The task: Every line of the data should be output word for word.

(Recorded information)

#[cfg(test)]
mod tests {
    use super::*;

    const EPSILON: f64 = 1e-12;

    /// Helper function to validate all critical SVD properties
    fn verify_svd_properties(a: &DMat3, svd: &SVD3Set, epsilon: f64) {
        let u = svd.u;
        let s = svd.s;
        let v = svd.v;

        // Property 1: Reconstruction (A = U * S * V.T)
        let reconstruction = u * s * v.transpose();
        assert!(
            a.abs_diff_eq(reconstruction, epsilon),
            "Reconstruction failed: A != U*S*V.T\nA:\n{}\nReconstruction:\n{}",
            a,
            reconstruction
        );

        // Property 2: U is Orthogonal (U.T * U = I)
        let u_t_u = u.transpose() * u;
        assert!(
            DMat3::IDENTITY.abs_diff_eq(u_t_u, epsilon),
            "U is not orthogonal: U.T*U != I\nU.T*U:\n{}",
            u_t_u
        );

        // Property 3: V is a rotation (V.T * V = I, det(V) = 1)
        let v_t_v = v.transpose() * v;
        assert!(
            DMat3::IDENTITY.abs_diff_eq(v_t_v, epsilon),
            "V is not orthogonal: V.T*V != I\nV.T*V:\n{}",
            v_t_v
        );
        assert!((v.determinant() - 1.0).abs() < epsilon);

        // Property 4: S is non-negative and sorted
        let s_diag = svd.singular_values();
        assert!(
            s_diag.x >= 0.0 && s_diag.y >= 0.0 && s_diag.z >= 0.0,
            "Singular values are not non-negative: {:?}",
            s_diag
        );
        assert!(
            s_diag.x >= s_diag.y - epsilon && s_diag.y >= s_diag.z - epsilon,
            "Singular values are not sorted: {:?}",
            s_diag
        );
    }

    #[test]
    fn test_svd3_diagonal_sorted() {
        let a = DMat3::from_diagonal(DVec3::new(3.0, 2.0, 1.0));
        let svd_result = svd3(&a);
        verify_svd_properties(&a, &svd_result, EPSILON);
        assert!(svd_result
            .singular_values()
            .abs_diff_eq(DVec3::new(3.0, 2.0, 1.0), EPSILON));
    }

    #[test]
    fn test_svd3_diagonal_unsorted() {
        let a = DMat3::from_diagonal(DVec3::new(2.0, 3.0, 1.0));
        let svd_result = svd3(&a);
        verify_svd_properties(&a, &svd_result, EPSILON);
        assert!(svd_result
            .singular_values()
            .abs_diff_eq(DVec3::new(3.0, 2.0, 1.0), EPSILON));
    }

    #[test]
    fn test_svd3_zero() {
        let a = DMat3::ZERO;
        let svd_result = svd3(&a);
        verify_svd_properties(&a, &svd_result, EPSILON);
        assert!(svd_result.s.abs_diff_eq(DMat3::ZERO, EPSILON));
    }

    #[test]
    fn test_svd3_identity() {
        let a = DMat3::IDENTITY;
        let svd_result = svd3(&a);
        verify_svd_properties(&a, &svd_result, EPSILON);
        assert!(svd_result.s.abs_diff_eq(DMat3::IDENTITY, EPSILON));
    }

    #[test]
    fn test_svd3_singular_rank1() {
        let a = DMat3::from_cols(
            DVec3::new(1.0, 2.0, 3.0),
            DVec3::new(2.0, 4.0, 6.0),
            DVec3::new(3.0, 6.0, 9.0),
        );
        let svd_result = svd3(&a);
        verify_svd_properties(&a, &svd_result, 1e-10);

        let s_diag = svd_result.singular_values();
        assert!(s_diag.x > 1.0);
        assert!(s_diag.y.abs() < 1e-10);
        assert!(s_diag.z.abs() < 1e-10);
    }

    #[test]
    fn test_svd3_singular_rank2() {
        let a = DMat3::from_cols(
            DVec3::new(1.0, 2.0, 3.0),
            DVec3::new(4.0, 5.0, 6.0),
            DVec3::new(5.0, 7.0, 9.0), // c0 + c1
        );
        let svd_result = svd3(&a);
        verify_svd_properties(&a, &svd_result, 1e-10);

        let s_diag = svd_result.singular_values();
        assert!(s_diag.x > 1e-3);
        assert!(s_diag.y > 1e-3);
        assert!(s_diag.z.abs() < 1e-10);
    }

    #[test]
    fn test_svd3_rotation_matrix() {
        let a = DMat3::from_rotation_y(std::f64::consts::FRAC_PI_4);
        let svd_result = svd3(&a);
        verify_svd_properties(&a, &svd_result, EPSILON);
        assert!(svd_result.singular_values().abs_diff_eq(DVec3::ONE, EPSILON));
    }

    #[test]
    fn test_svd3_reflection_matrix() {
        let a = DMat3::from_diagonal(DVec3::new(1.0, -1.0, 1.0));
        let svd_result = svd3(&a);
        verify_svd_properties(&a, &svd_result, EPSILON);
        assert!(svd_result.singular_values().abs_diff_eq(DVec3::ONE, EPSILON));
        assert!((svd_result.u.determinant() + 1.0).abs() < EPSILON);
    }

    #[test]
    fn test_svd3_general_full_rank() {
        let a = DMat3::from_cols(
            DVec3::new(1.0, 4.0, 7.0),
            DVec3::new(2.0, 5.0, 8.0),
            DVec3::new(3.0, 6.0, 10.0),
        );
        let svd_result = svd3(&a);
        verify_svd_properties(&a, &svd_result, 1e-10);
        assert!(svd_result.singular_values().min_element() > 1e-3);
    }

    #[test]
    fn test_svd3_graded_singular_vectors() {
        // widely spread singular values, as for the covariance of a thin slab
        let left = DMat3::from_euler(glam::EulerRot::ZYX, 0.3, -1.2, 2.0);
        let right = DMat3::from_euler(glam::EulerRot::XYZ, -0.7, 0.4, 1.1);
        let sigma = DVec3::new(1.0, 1e-4, 1e-8);
        let a = left * DMat3::from_diagonal(sigma) * right.transpose();

        let svd_result = svd3(&a);
        verify_svd_properties(&a, &svd_result, EPSILON);

        let s_diag = svd_result.singular_values();
        assert!((s_diag - sigma).abs().max_element() < 1e-12);

        // the orthogonal factor is well conditioned even though A is not
        let polar = svd_result.u * svd_result.v.transpose();
        assert!(polar.abs_diff_eq(left * right.transpose(), 1e-10));
    }

    #[test]
    fn test_sort_singular_values_keeps_product() {
        let mut b = DMat3::from_cols(
            DVec3::new(0.1, 0.0, 0.0),
            DVec3::new(0.0, 3.0, 0.0),
            DVec3::new(0.0, 0.0, 2.0),
        );
        let mut v = DMat3::from_rotation_z(0.3);
        let product = b * v.transpose();

        sort_singular_values(&mut b, &mut v);

        assert!(b.x_axis.length() >= b.y_axis.length());
        assert!(b.y_axis.length() >= b.z_axis.length());
        assert!((b * v.transpose()).abs_diff_eq(product, EPSILON));
        assert!((v.determinant() - 1.0).abs() < EPSILON);
    }
}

(End Recorded information)

Answer to this task:
#[cfg(test)]
mod tests {
    use super::*;

    const EPSILON: f64 = 1e-12;

    /// Helper function to validate all critical SVD properties
    fn verify_svd_properties(a: &DMat3, svd: &SVD3Set, epsilon: f64) {
        let u = svd.u;
        let s = svd.s;
        let v = svd.v;

        // Property 1: Reconstruction (A = U * S * V.T)
        let reconstruction = u * s * v.transpose();
        assert!(
            a.abs_diff_eq(reconstruction, epsilon),
            "Reconstruction failed: A != U*S*V.T\nA:\n{}\nReconstruction:\n{}",
            a,
            reconstruction
        );

        // Property 2: U is Orthogonal (U.T * U = I)
        let u_t_u = u.transpose() * u;
        assert!(
            DMat3::IDENTITY.abs_diff_eq(u_t_u, epsilon),
            "U is not orthogonal: U.T*U != I\nU.T*U:\n{}",
            u_t_u
        );

        // Property 3: V is a rotation (V.T * V = I, det(V) = 1)
        let v_t_v = v.transpose() * v;
        assert!(
            DMat3::IDENTITY.abs_diff_eq(v_t_v, epsilon),
            "V is not orthogonal: V.T*V != I\nV.T*V:\n{}",
            v_t_v
        );
        assert!((v.determinant() - 1.0).abs() < epsilon);

        // Property 4: S is non-negative and sorted
        let s_diag = svd.singular_values();
        assert!(
            s_diag.x >= 0.0 && s_diag.y >= 0.0 && s_diag.z >= 0.0,
            "Singular values are not non-negative: {:?}",
            s_diag
        );
        assert!(
            s_diag.x >= s_diag.y - epsilon && s_diag.y >= s_diag.z - epsilon,
            "Singular values are not sorted: {:?}",
            s_diag
        );
    }

    #[test]
    fn test_svd3_diagonal_sorted() {
        let a = DMat3::from_diagonal(DVec3::new(3.0, 2.0, 1.0));
        let svd_result = svd3(&a);
        verify_svd_properties(&a, &svd_result, EPSILON);
        assert!(svd_result
            .singular_values()
            .abs_diff_eq(DVec3::new(3.0, 2.0, 1.0), EPSILON));
    }

    #[test]
    fn test_svd3_diagonal_unsorted() {
        let a = DMat3::from_diagonal(DVec3::new(2.0, 3.0, 1.0));
        let svd_result = svd3(&a);
        verify_svd_properties(&a, &svd_result, EPSILON);
        assert!(svd_result
            .singular_values()
            .abs_diff_eq(DVec3::new(3.0, 2.0, 1.0), EPSILON));
    }

    #[test]
    fn test_svd3_zero() {
        let a = DMat3::ZERO;
        let svd_result = svd3(&a);
        verify_svd_properties(&a, &svd_result, EPSILON);
        assert!(svd_result.s.abs_diff_eq(DMat3::ZERO, EPSILON));
    }

    #[test]
    fn test_svd3_identity() {
        let a = DMat3::IDENTITY;
        let svd_result = svd3(&a);
        verify_svd_properties(&a, &svd_result, EPSILON);
        assert!(svd_result.s.abs_diff_eq(DMat3::IDENTITY, EPSILON));
    }

    #[test]
    fn test_svd3_singular_rank1() {
        let a = DMat3::from_cols(
            DVec3::new(1.0, 2.0, 3.0),
            DVec3::new(2.0, 4.0, 6.0),
            DVec3::new(3.0, 6.0, 9.0),
        );
        let svd_result = svd3(&a);
        verify_svd_properties(&a, &svd_result, 1e-10);

        let s_diag = svd_result.singular_values();
        assert!(s_diag.x > 1.0);
        assert!(s_diag.y.abs() < 1e-10);
        assert!(s_diag.z.abs() < 1e-10);
    }

    #[test]
    fn test_svd3_singular_rank2() {
        let a = DMat3::from_cols(
            DVec3::new(1.0, 2.0, 3.0),
            DVec3::new(4.0, 5.0, 6.0),
            DVec3::new(5.0, 7.0, 9.0), // c0 + c1
        );
        let svd_result = svd3(&a);
        verify_svd_properties(&a, &svd_result, 1e-10);

        let s_diag = svd_result.singular_values();
        assert!(s_diag.x > 1e-3);
        assert!(s_diag.y > 1e-3);
        assert!(s_diag.z.abs() < 1e-10);
    }

    #[test]
    fn test_svd3_rotation_matrix() {
        let a = DMat3::from_rotation_y(std::f64::consts::FRAC_PI_4);
        let svd_result = svd3(&a);
        verify_svd_properties(&a, &svd_result, EPSILON);
        assert!(svd_result.singular_values().abs_diff_eq(DVec3::ONE, EPSILON));
    }

    #[test]
    fn test_svd3_reflection_matrix() {
        let a = DMat3::from_diagonal(DVec3::new(1.0, -1.0, 1.0));
        let svd_result = svd3(&a);
        verify_svd_properties(&a, &svd_result, EPSILON);
        assert!(svd_result.singular_values().abs_diff_eq(DVec3::ONE, EPSILON));
        assert!((svd_result.u.determinant() + 1.0).abs() < EPSILON);
    }

    #[test]
    fn test_svd3_general_full_rank() {
        let a = DMat3::from_cols(
            DVec3::new(1.0, 4.0, 7.0),
            DVec3::new(2.0, 5.0, 8.0),
            DVec3::new(3.0, 6.0, 10.0),
        );
        let svd_result = svd3(&a);
        verify_svd_properties(&a, &svd_result, 1e-10);
        assert!(svd_result.singular_values().min_element() > 1e-3);
    }

    #[test]
    fn test_svd3_graded_singular_vectors() {
        // widely spread singular values, as for the covariance of a thin slab
        let left = DMat3::from_euler(glam::EulerRot::ZYX, 0.3, -1.2, 2.0);
        let right = DMat3::from_euler(glam::EulerRot::XYZ, -0.7, 0.4, 1.1);
        let sigma = DVec3::new(1.0, 1e-4, 1e-8);
        let a = left * DMat3::from_diagonal(sigma) * right.transpose();

        let svd_result = svd3(&a);
        verify_svd_properties(&a, &svd_result, EPSILON);

        let s_diag = svd_result.singular_values();
        assert!((s_diag - sigma).abs().max_element() < 1e-12);

        // the orthogonal factor is well conditioned even though A is not
        let polar = svd_result.u * svd_result.v.transpose();
        assert!(polar.abs_diff_eq(left * right.transpose(), 1e-10));
    }

    #[test]
    fn test_sort_singular_values_keeps_product() {
        let mut b = DMat3::from_cols(
            DVec3::new(0.1, 0.0, 0.0),
            DVec3::new(0.0, 3.0, 0.0),
            DVec3::new(0.0, 0.0, 2.0),
        );
        let mut v = DMat3::from_rotation_z(0.3);
        let product = b * v.transpose();

        sort_singular_values(&mut b, &mut v);

        assert!(b.x_axis.length() >= b.y_axis.length());
        assert!(b.y_axis.length() >= b.z_axis.length());
        assert!((b * v.transpose()).abs_diff_eq(product, EPSILON));
        assert!((v.determinant() - 1.0).abs() < EPSILON);
    }
}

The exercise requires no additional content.